[Stored data entries]
_ _ _

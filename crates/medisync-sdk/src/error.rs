use std::fmt;
use rusqlite;

#[derive(Debug)]
pub enum MedisyncSDKError {
    SqliteError(rusqlite::Error),
    JsonError(String),
    InvalidArgument(String),
    NotFound(String),
    AlreadyExists(String),
    Storage(String),
    KvStore(String),
    Serialization(String),
    IO(String),
    Network(String),        // 网络错误（含超时），可重试
    Conflict(String),       // 远端版本冲突（HTTP 409），按 remote-wins 策略处理
    Validation(String),     // 远端拒绝载荷（HTTP 4xx），不重试
    Session(String),
    Config(String),
    NotInitialized(String),
    ShuttingDown(String),
    Other(String),
}

impl fmt::Display for MedisyncSDKError {
    fn fmt(&self, f: &mut fmt::Formatter<'_>) -> fmt::Result {
        match self {
            MedisyncSDKError::SqliteError(e) => write!(f, "SQLite error: {}", e),
            MedisyncSDKError::JsonError(e) => write!(f, "JSON error: {}", e),
            MedisyncSDKError::InvalidArgument(e) => write!(f, "Invalid argument: {}", e),
            MedisyncSDKError::NotFound(e) => write!(f, "Not found: {}", e),
            MedisyncSDKError::AlreadyExists(e) => write!(f, "Already exists: {}", e),
            MedisyncSDKError::Storage(e) => write!(f, "Storage error: {}", e),
            MedisyncSDKError::KvStore(e) => write!(f, "KV store error: {}", e),
            MedisyncSDKError::Serialization(e) => write!(f, "Serialization error: {}", e),
            MedisyncSDKError::IO(e) => write!(f, "IO error: {}", e),
            MedisyncSDKError::Network(e) => write!(f, "Network error: {}", e),
            MedisyncSDKError::Conflict(e) => write!(f, "Conflict: {}", e),
            MedisyncSDKError::Validation(e) => write!(f, "Validation rejected: {}", e),
            MedisyncSDKError::Session(e) => write!(f, "Session error: {}", e),
            MedisyncSDKError::Config(e) => write!(f, "Config error: {}", e),
            MedisyncSDKError::NotInitialized(e) => write!(f, "Not initialized: {}", e),
            MedisyncSDKError::ShuttingDown(e) => write!(f, "Shutting down: {}", e),
            MedisyncSDKError::Other(e) => write!(f, "Other error: {}", e),
        }
    }
}

impl std::error::Error for MedisyncSDKError {}

impl From<rusqlite::Error> for MedisyncSDKError {
    fn from(error: rusqlite::Error) -> Self {
        MedisyncSDKError::SqliteError(error)
    }
}

impl From<serde_json::Error> for MedisyncSDKError {
    fn from(error: serde_json::Error) -> Self {
        MedisyncSDKError::JsonError(error.to_string())
    }
}

impl From<std::io::Error> for MedisyncSDKError {
    fn from(error: std::io::Error) -> Self {
        MedisyncSDKError::IO(error.to_string())
    }
}

impl From<reqwest::Error> for MedisyncSDKError {
    fn from(error: reqwest::Error) -> Self {
        if error.is_timeout() {
            MedisyncSDKError::Network(format!("timeout: {}", error))
        } else {
            MedisyncSDKError::Network(error.to_string())
        }
    }
}

impl MedisyncSDKError {
    /// 判断是否为本地存储失败（同步失败给调用方，绝不入队）
    pub fn is_storage_error(&self) -> bool {
        matches!(
            self,
            MedisyncSDKError::SqliteError(_)
                | MedisyncSDKError::Storage(_)
                | MedisyncSDKError::KvStore(_)
                | MedisyncSDKError::IO(_)
        )
    }

    /// 判断是否为瞬态网络失败（入队等待重试，不上抛给调用方）
    pub fn is_transient(&self) -> bool {
        matches!(self, MedisyncSDKError::Network(_))
    }

    /// 判断是否为远端版本冲突
    pub fn is_conflict(&self) -> bool {
        matches!(self, MedisyncSDKError::Conflict(_))
    }

    /// 判断是否为远端校验拒绝（不重试，直接标记终态失败）
    pub fn is_validation(&self) -> bool {
        matches!(self, MedisyncSDKError::Validation(_))
    }
}

pub type Result<T> = std::result::Result<T, MedisyncSDKError>;
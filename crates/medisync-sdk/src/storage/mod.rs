//! 存储模块 - 离线优先客户端的数据持久化层
//!
//! 采用分层架构设计：
//! - StorageManager: 统一的存储管理器，提供高级 API
//! - DAO Layer: 数据访问层，每张表一个专门的操作模块
//! - Entities: 数据实体定义，类型安全的数据传输
//! - KvStore: 会话凭据等敏感小数据的安全区
//!
//! 本层是唯一允许持久化实体与挂起操作队列的组件；界面层不直接碰
//! SQL。所有写入经由单把连接锁串行执行，配合 `run_atomic` 提供
//! 全有或全无的复合写入。

use chrono::{Datelike, Utc};
use rusqlite::Connection;
use serde_json::Value;
use std::path::{Path, PathBuf};
use std::sync::Arc;
use tokio::sync::{Mutex, RwLock};
use tracing::{debug, info};

use crate::error::{MedisyncSDKError, Result};

pub mod dao;
pub mod entities;
pub mod kv;
pub mod sqlite;

pub use entities::*;

use dao::{EntityDao, QueueDao, SequenceDao};
use kv::KvStore;

/// 存储统计信息（诊断用）
#[derive(Debug, Clone)]
pub struct StorageStats {
    pub entity_counts: Vec<(EntityType, i64)>,
    pub pending_operations: i64,
    pub failed_operations: i64,
}

/// 存储管理器 - LocalStore 的统一入口
///
/// 功能特性：
/// - 完全控制所有数据库操作，外部无法直接访问 SQLite
/// - 提供领域 API，而非裸 SQL 操作
/// - 单号生成与插入同事务
/// - 临床记录读取审计
#[derive(Debug)]
pub struct StorageManager {
    #[allow(dead_code)]
    base_path: PathBuf,
    /// 单写者纪律：一把锁串行所有读写，复合写入期间无人插队
    conn: Arc<Mutex<Connection>>,
    kv: Arc<KvStore>,
    /// 当前操作人（读取审计的 last_accessed_by 来源）
    current_user: Arc<RwLock<Option<String>>>,
}
//! Records passed between the calibration stages.
mod features;
mod fragment;
mod waveform;

pub use features::{AmplitudeFeature, AreaFeature, LedCalibrationRecord, MAX_TRACE_LENGTH};
pub use fragment::Fragment;
pub use waveform::{Baseline, MergedWaveform, Signal};
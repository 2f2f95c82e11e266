//! Subtracts the baseline from each trace and inverts it.
use super::{Baseline, CalibrationError, MergedWaveform, Real, Signal};
use nveto_common::Channel;
use std::collections::{HashMap, VecDeque};

/// Returns `-(v - baseline)` for each sample `v`, so that negative-going pulses become positive.
pub fn invert(waveform: &MergedWaveform, baseline: Real) -> Signal {
    Signal {
        channel: waveform.channel,
        values: waveform
            .samples
            .iter()
            .map(|&v| -(v as Real - baseline))
            .collect(),
    }
}

/// Pairs each waveform with the baseline of its channel, and produces its [Signal].
///
/// When a channel occurs more than once, its waveforms and baselines are paired in order.
/// Fails with [CalibrationError::ChannelMismatch] if a channel has a waveform but no baseline,
/// or a baseline but no waveform.
#[tracing::instrument(skip_all, level = "debug", fields(num_waveforms = waveforms.len()))]
pub fn normalize(
    waveforms: &[MergedWaveform],
    baselines: &[Baseline],
) -> Result<Vec<Signal>, CalibrationError> {
    let mut by_channel = HashMap::<Channel, VecDeque<&Baseline>>::new();
    for baseline in baselines {
        by_channel
            .entry(baseline.channel)
            .or_default()
            .push_back(baseline);
    }

    let signals = waveforms
        .iter()
        .map(|waveform| {
            by_channel
                .get_mut(&waveform.channel)
                .and_then(VecDeque::pop_front)
                .map(|baseline| invert(waveform, baseline.mean))
                .ok_or(CalibrationError::ChannelMismatch {
                    channel: waveform.channel,
                    present: "waveform",
                    absent: "baseline",
                })
        })
        .collect::<Result<Vec<_>, _>>()?;

    if let Some(unused) = baselines
        .iter()
        .find(|baseline| by_channel.get(&baseline.channel).is_some_and(|q| !q.is_empty()))
    {
        return Err(CalibrationError::ChannelMismatch {
            channel: unused.channel,
            present: "baseline",
            absent: "waveform",
        });
    }
    Ok(signals)
}

#[cfg(test)]
mod tests {
    use super::*;
    use nveto_common::Intensity;

    fn waveform(channel: Channel, samples: Vec<Intensity>) -> MergedWaveform {
        MergedWaveform {
            channel,
            start_time: 0,
            time_resolution: 2,
            samples,
        }
    }

    fn baseline(channel: Channel, mean: Real) -> Baseline {
        Baseline {
            channel,
            mean,
            stderr: 0.0,
        }
    }

    #[test]
    fn subtracts_and_inverts_every_sample() {
        let waveforms = [
            waveform(1, vec![100, 90, 50, 101, 100]),
            waveform(2, vec![-3, 0, 7]),
        ];
        let baselines = [baseline(2, 0.5), baseline(1, 100.25)];
        let signals = normalize(&waveforms, &baselines).unwrap();
        assert_eq!(signals.len(), 2);
        for (signal, (waveform, mean)) in signals.iter().zip(waveforms.iter().zip([100.25, 0.5])) {
            assert_eq!(signal.channel, waveform.channel);
            assert_eq!(signal.len(), waveform.len());
            for (s, &w) in signal.values.iter().zip(&waveform.samples) {
                assert_eq!(*s, -(w as Real - mean));
            }
        }
        assert_eq!(signals[0].values, vec![0.25, 10.25, 50.25, -0.75, 0.25]);
    }

    #[test]
    fn repeated_channels_pair_in_order() {
        let waveforms = [waveform(1, vec![10]), waveform(1, vec![10])];
        let baselines = [baseline(1, 10.0), baseline(1, 20.0)];
        let signals = normalize(&waveforms, &baselines).unwrap();
        assert_eq!(signals[0].values, vec![0.0]);
        assert_eq!(signals[1].values, vec![10.0]);
    }

    #[test]
    fn waveform_without_baseline() {
        let waveforms = [waveform(1, vec![0]), waveform(2, vec![0])];
        let baselines = [baseline(1, 0.0)];
        assert_eq!(
            normalize(&waveforms, &baselines),
            Err(CalibrationError::ChannelMismatch {
                channel: 2,
                present: "waveform",
                absent: "baseline"
            })
        );
    }

    #[test]
    fn baseline_without_waveform() {
        let waveforms = [waveform(1, vec![0])];
        let baselines = [baseline(1, 0.0), baseline(3, 0.0)];
        assert_eq!(
            normalize(&waveforms, &baselines),
            Err(CalibrationError::ChannelMismatch {
                channel: 3,
                present: "baseline",
                absent: "waveform"
            })
        );
    }
}
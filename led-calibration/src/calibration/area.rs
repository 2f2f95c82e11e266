//! Integrates each signal over a window.
//!
//! The window is normally anchored at the LED peak, see [integrate_around_peak].
//! Integration over a fixed window is kept for compatibility with older calibration runs.
use super::{
    AmplitudeFeature, AreaFeature, CalibrationError, PeakOffsets, Real, SampleWindow, Signal,
};

/// Sums the signal over the window.
pub fn integrate(signal: &Signal, window: SampleWindow) -> Result<AreaFeature, CalibrationError> {
    let area = window
        .slice(&signal.values, signal.channel)?
        .iter()
        .sum::<Real>();
    Ok(AreaFeature {
        channel: signal.channel,
        area,
        window,
    })
}

/// Returns the window `[peak - before, peak + after)`, clipped to the bounds of the trace.
/// # Parameters
/// - peak: the index of the peak.
/// - offsets: the extent of the window on either side of the peak.
/// - len: the length of the trace.
pub fn peak_anchored_window(peak: usize, offsets: PeakOffsets, len: usize) -> SampleWindow {
    SampleWindow::new(
        peak.saturating_sub(offsets.before).min(len),
        peak.saturating_add(offsets.after).min(len),
    )
}

/// Sums the signal over a window anchored at the peak found by the amplitude extractor.
pub fn integrate_around_peak(
    signal: &Signal,
    peak: &AmplitudeFeature,
    offsets: PeakOffsets,
) -> Result<AreaFeature, CalibrationError> {
    if peak.channel != signal.channel {
        return Err(CalibrationError::ChannelMismatch {
            channel: signal.channel,
            present: "signal",
            absent: "peak",
        });
    }
    integrate(
        signal,
        peak_anchored_window(peak.index, offsets, signal.len()),
    )
}

/// Applies [integrate_around_peak] to each signal and its peak.
#[tracing::instrument(skip_all, level = "debug", fields(num_signals = signals.len()))]
pub fn integrate_around_peaks(
    signals: &[Signal],
    peaks: &[AmplitudeFeature],
    offsets: PeakOffsets,
) -> Result<Vec<AreaFeature>, CalibrationError> {
    if let Some(signal) = signals.get(peaks.len()) {
        return Err(CalibrationError::ChannelMismatch {
            channel: signal.channel,
            present: "signal",
            absent: "peak",
        });
    }
    if let Some(peak) = peaks.get(signals.len()) {
        return Err(CalibrationError::ChannelMismatch {
            channel: peak.channel,
            present: "peak",
            absent: "signal",
        });
    }
    signals
        .iter()
        .zip(peaks)
        .map(|(signal, peak)| integrate_around_peak(signal, peak, offsets))
        .collect()
}

#[cfg(test)]
mod tests {
    use super::*;
    use assert_approx_eq::assert_approx_eq;

    fn signal(values: Vec<Real>) -> Signal {
        Signal { channel: 7, values }
    }

    fn peak(index: usize) -> AmplitudeFeature {
        AmplitudeFeature {
            channel: 7,
            amplitude: 0.0,
            index,
        }
    }

    #[test]
    fn sum_over_window() {
        let data = (0..10).map(|v| v as Real).collect::<Vec<_>>();
        let feature = integrate(&signal(data.clone()), SampleWindow::new(3, 7)).unwrap();
        assert_approx_eq!(feature.area, data[3..7].iter().sum::<Real>());
        assert_approx_eq!(feature.area, 18.0);
        assert_eq!(feature.window, SampleWindow::new(3, 7));
    }

    #[test]
    fn empty_window_is_invalid() {
        let window = SampleWindow::new(4, 4);
        assert_eq!(
            integrate(&signal(vec![1.0; 10]), window),
            Err(CalibrationError::InvalidWindow {
                channel: 7,
                window,
                len: 10
            })
        );
    }

    #[test]
    fn anchored_window_inside_trace() {
        assert_eq!(
            peak_anchored_window(150, PeakOffsets::new(10, 20), 330),
            SampleWindow::new(140, 170)
        );
    }

    #[test]
    fn anchored_window_clips_at_start() {
        assert_eq!(
            peak_anchored_window(3, PeakOffsets::new(10, 20), 330),
            SampleWindow::new(0, 23)
        );
        assert_eq!(
            peak_anchored_window(0, PeakOffsets::new(10, 20), 330),
            SampleWindow::new(0, 20)
        );
    }

    #[test]
    fn anchored_window_clips_at_end() {
        assert_eq!(
            peak_anchored_window(325, PeakOffsets::new(10, 20), 330),
            SampleWindow::new(315, 330)
        );
        assert_eq!(
            peak_anchored_window(329, PeakOffsets::new(10, usize::MAX), 330),
            SampleWindow::new(319, 330)
        );
    }

    #[test]
    fn integrate_near_trace_edges() {
        let data = vec![1.0; 30];
        let start = integrate_around_peak(&signal(data.clone()), &peak(2), PeakOffsets::new(5, 5))
            .unwrap();
        assert_eq!(start.window, SampleWindow::new(0, 7));
        assert_approx_eq!(start.area, 7.0);

        let end = integrate_around_peak(&signal(data), &peak(28), PeakOffsets::new(5, 5)).unwrap();
        assert_eq!(end.window, SampleWindow::new(23, 30));
        assert_approx_eq!(end.area, 7.0);
    }

    #[test]
    fn zero_offsets_are_invalid() {
        assert!(matches!(
            integrate_around_peak(&signal(vec![1.0; 30]), &peak(10), PeakOffsets::new(0, 0)),
            Err(CalibrationError::InvalidWindow { .. })
        ));
    }

    #[test]
    fn peak_of_other_channel() {
        let other = AmplitudeFeature {
            channel: 8,
            amplitude: 1.0,
            index: 1,
        };
        assert!(matches!(
            integrate_around_peak(&signal(vec![1.0; 3]), &other, PeakOffsets::new(1, 1)),
            Err(CalibrationError::ChannelMismatch { channel: 7, .. })
        ));
    }

    #[test]
    fn unpaired_signals() {
        let signals = [signal(vec![1.0; 3]), signal(vec![1.0; 3])];
        assert!(matches!(
            integrate_around_peaks(&signals, &[peak(1)], PeakOffsets::new(1, 1)),
            Err(CalibrationError::ChannelMismatch { absent: "peak", .. })
        ));
        let areas = integrate_around_peaks(&signals, &[peak(1), peak(0)], PeakOffsets::new(1, 1))
            .unwrap();
        assert_eq!(areas.len(), 2);
        assert_approx_eq!(areas[1].area, 1.0);
    }
}
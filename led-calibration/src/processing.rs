//! Runs the calibration stages over one batch of fragments.
use crate::{
    calibration::{
        AreaFeature, CalibrationError, Fragment, LedCalibrationRecord, estimate_baselines,
        extract_amplitudes, integrate, integrate_around_peaks, merge_fragments, normalize,
    },
    parameters::{CalibrationSettings, IntegrationMode},
};
use metrics::counter;
use nveto_common::metrics::{
    failures,
    names::{BATCHES_PROCESSED, FAILURES, RECORDS_PRODUCED},
};
use tracing::debug;

/// Computes one [LedCalibrationRecord] per channel instance in the batch.
///
/// The batch should contain the fragments of a single acquisition window.
/// If any stage fails the whole batch is rejected, and no records are returned.
/// # Parameters
/// - fragments: the raw fragments of the batch, in any order.
/// - settings: the windows, channels and acquisition length to use.
#[tracing::instrument(
    skip_all,
    fields(num_fragments = fragments.len(), num_records),
    err(level = "warn")
)]
pub fn compute(
    fragments: &[Fragment],
    settings: &CalibrationSettings,
) -> Result<Vec<LedCalibrationRecord>, CalibrationError> {
    match compute_records(fragments, settings) {
        Ok(records) => {
            tracing::Span::current().record("num_records", records.len());
            counter!(BATCHES_PROCESSED).increment(1);
            counter!(RECORDS_PRODUCED).increment(records.len() as u64);
            Ok(records)
        }
        Err(e) => {
            counter!(FAILURES, &[failures::get_label(e.failure_kind())]).increment(1);
            Err(e)
        }
    }
}

fn compute_records(
    fragments: &[Fragment],
    settings: &CalibrationSettings,
) -> Result<Vec<LedCalibrationRecord>, CalibrationError> {
    let waveforms = merge_fragments(fragments, &settings.channels, settings.acq_window_length)?;
    let baselines = estimate_baselines(&waveforms, settings.baseline_window)?;
    let signals = normalize(&waveforms, &baselines)?;

    let led = extract_amplitudes(&signals, settings.led_window)?;
    let noise = extract_amplitudes(&signals, settings.noise_window)?;
    let areas = match settings.integration_mode {
        IntegrationMode::PeakAnchored => {
            integrate_around_peaks(&signals, &led, settings.integration_window)?
        }
        IntegrationMode::Fixed => signals
            .iter()
            .map(|signal| integrate(signal, settings.fixed_integration_window))
            .collect::<Result<Vec<AreaFeature>, _>>()?,
    };
    debug!("Extracted features of {} waveforms", waveforms.len());

    waveforms
        .iter()
        .zip(&areas)
        .zip(led.iter().zip(&noise))
        .map(|((waveform, area), (led, noise))| {
            LedCalibrationRecord::new(waveform, area, led, noise)
        })
        .collect()
}
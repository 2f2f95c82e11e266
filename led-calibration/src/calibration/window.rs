//! Bounds-checked sample windows over a trace.
use super::CalibrationError;
use nveto_common::Channel;
use serde::{Deserialize, Serialize};
use std::{
    fmt::{Display, Formatter},
    num::ParseIntError,
    str::FromStr,
};
use thiserror::Error;

#[derive(Debug, Error)]
pub enum ParseWindowError {
    #[error("Expected two comma separated values, found \"{0}\"")]
    Format(String),
    #[error("Invalid sample count: {0}")]
    Int(#[from] ParseIntError),
}

/// Parses text of the form "a,b" into a pair of sample counts.
fn parse_pair(s: &str) -> Result<(usize, usize), ParseWindowError> {
    let (first, second) = s
        .split_once(',')
        .ok_or_else(|| ParseWindowError::Format(s.to_owned()))?;
    Ok((
        first.trim().parse::<usize>()?,
        second.trim().parse::<usize>()?,
    ))
}

/// The closed-open range of sample indices `[lo, hi)`.
#[derive(Clone, Copy, Debug, PartialEq, Eq, Serialize, Deserialize)]
#[serde(from = "(usize, usize)", into = "(usize, usize)")]
pub struct SampleWindow {
    pub lo: usize,
    pub hi: usize,
}

impl SampleWindow {
    pub const fn new(lo: usize, hi: usize) -> Self {
        Self { lo, hi }
    }

    pub fn len(&self) -> usize {
        self.hi.saturating_sub(self.lo)
    }

    pub fn is_empty(&self) -> bool {
        self.lo >= self.hi
    }

    /// Returns the values inside the window.
    ///
    /// Fails with [CalibrationError::InvalidWindow] if the window is empty or inverted,
    /// or extends past the end of `values`.
    /// # Parameters
    /// - values: the trace to take the window of.
    /// - channel: the channel the trace belongs to, used to report failures.
    pub fn slice<'a, T>(
        &self,
        values: &'a [T],
        channel: Channel,
    ) -> Result<&'a [T], CalibrationError> {
        let invalid = || CalibrationError::InvalidWindow {
            channel,
            window: *self,
            len: values.len(),
        };
        if self.is_empty() {
            return Err(invalid());
        }
        values.get(self.lo..self.hi).ok_or_else(invalid)
    }
}

impl Display for SampleWindow {
    fn fmt(&self, f: &mut Formatter<'_>) -> std::fmt::Result {
        write!(f, "[{}, {})", self.lo, self.hi)
    }
}

impl FromStr for SampleWindow {
    type Err = ParseWindowError;

    fn from_str(s: &str) -> Result<Self, Self::Err> {
        let (lo, hi) = parse_pair(s)?;
        Ok(Self { lo, hi })
    }
}

impl From<(usize, usize)> for SampleWindow {
    fn from((lo, hi): (usize, usize)) -> Self {
        Self { lo, hi }
    }
}

impl From<SampleWindow> for (usize, usize) {
    fn from(window: SampleWindow) -> Self {
        (window.lo, window.hi)
    }
}

/// Offsets, in samples, of an integration window from the peak it is anchored to.
///
/// The window covers `[peak - before, peak + after)`.
#[derive(Clone, Copy, Debug, PartialEq, Eq, Serialize, Deserialize)]
#[serde(from = "(usize, usize)", into = "(usize, usize)")]
pub struct PeakOffsets {
    pub before: usize,
    pub after: usize,
}

impl PeakOffsets {
    pub const fn new(before: usize, after: usize) -> Self {
        Self { before, after }
    }
}

impl FromStr for PeakOffsets {
    type Err = ParseWindowError;

    fn from_str(s: &str) -> Result<Self, Self::Err> {
        let (before, after) = parse_pair(s)?;
        Ok(Self { before, after })
    }
}

impl From<(usize, usize)> for PeakOffsets {
    fn from((before, after): (usize, usize)) -> Self {
        Self { before, after }
    }
}

impl From<PeakOffsets> for (usize, usize) {
    fn from(offsets: PeakOffsets) -> Self {
        (offsets.before, offsets.after)
    }
}
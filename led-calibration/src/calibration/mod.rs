//! Stages which turn raw digitiser fragments into LED calibration features.
//!
//! Each stage is a pure function over immutable records, so a typical batch reads:
//! ```ignore
//!     let waveforms = merge_fragments(&fragments, &channels, acq_window_length)?;
//!     let baselines = estimate_baselines(&waveforms, baseline_window)?;
//!     let signals = normalize(&waveforms, &baselines)?;
//!     let amplitudes = extract_amplitudes(&signals, led_window)?;
//!     let areas = integrate_around_peaks(&signals, &amplitudes, offsets)?;
//! ```
pub(crate) mod amplitude;
pub(crate) mod area;
pub(crate) mod baseline;
pub(crate) mod datatype;
pub(crate) mod error;
pub(crate) mod merger;
pub(crate) mod normalizer;
pub(crate) mod window;

pub use amplitude::{extract_amplitude, extract_amplitudes};
pub use area::{integrate, integrate_around_peak, integrate_around_peaks, peak_anchored_window};
pub use baseline::{estimate_baseline, estimate_baselines};
pub use datatype::{
    AmplitudeFeature, AreaFeature, Baseline, Fragment, LedCalibrationRecord, MAX_TRACE_LENGTH,
    MergedWaveform, Signal,
};
pub use error::{CalibrationError, ShapeMismatchKind};
pub use merger::merge_fragments;
pub use normalizer::normalize;
pub use window::{ParseWindowError, PeakOffsets, SampleWindow};

pub type Real = f64;
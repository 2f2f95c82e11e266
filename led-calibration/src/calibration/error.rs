//! Failures which abort the processing of a batch.
use super::SampleWindow;
use nveto_common::{Channel, FragmentIndex, metrics::failures::FailureKind};
use thiserror::Error;

/// Describes how a channel's fragments fail to line up.
#[derive(Clone, Debug, Error, PartialEq)]
pub enum ShapeMismatchKind {
    #[error("{found} fragment(s) with index {fragment_index}, but {expected} with index 0")]
    FragmentCount {
        fragment_index: FragmentIndex,
        expected: usize,
        found: usize,
    },
    #[error("fragment with index {fragment_index} has {found} samples, expected {expected}")]
    FragmentLength {
        fragment_index: FragmentIndex,
        expected: usize,
        found: usize,
    },
}

#[derive(Clone, Debug, Error, PartialEq)]
pub enum CalibrationError {
    #[error("Channel {channel}: {kind}")]
    ShapeMismatch {
        channel: Channel,
        kind: ShapeMismatchKind,
    },
    #[error("Channel {channel}: merged trace has {found} samples, expected {expected}")]
    LengthMismatch {
        channel: Channel,
        expected: usize,
        found: usize,
    },
    #[error("Channel {channel} has a {present} but no {absent}")]
    ChannelMismatch {
        channel: Channel,
        present: &'static str,
        absent: &'static str,
    },
    #[error("Channel {channel}: window {window} is invalid for a trace of {len} samples")]
    InvalidWindow {
        channel: Channel,
        window: SampleWindow,
        len: usize,
    },
}

impl CalibrationError {
    pub fn channel(&self) -> Channel {
        match self {
            Self::ShapeMismatch { channel, .. }
            | Self::LengthMismatch { channel, .. }
            | Self::ChannelMismatch { channel, .. }
            | Self::InvalidWindow { channel, .. } => *channel,
        }
    }

    pub fn failure_kind(&self) -> FailureKind {
        match self {
            Self::ShapeMismatch { .. } => FailureKind::ShapeMismatch,
            Self::LengthMismatch { .. } => FailureKind::LengthMismatch,
            Self::ChannelMismatch { .. } => FailureKind::ChannelMismatch,
            Self::InvalidWindow { .. } => FailureKind::InvalidWindow,
        }
    }
}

_ _ _

## TASK REQUIREMENTS
All lines above that include the word "Returns" must be copied into the answer.

## ANSWER BOX
/// Returns `-(v - baseline)` for each sample `v`, so that negative-going pulses become positive.
/// Returns the window `[peak - before, peak + after)`, clipped to the bounds of the trace.
    /// Returns the values inside the window.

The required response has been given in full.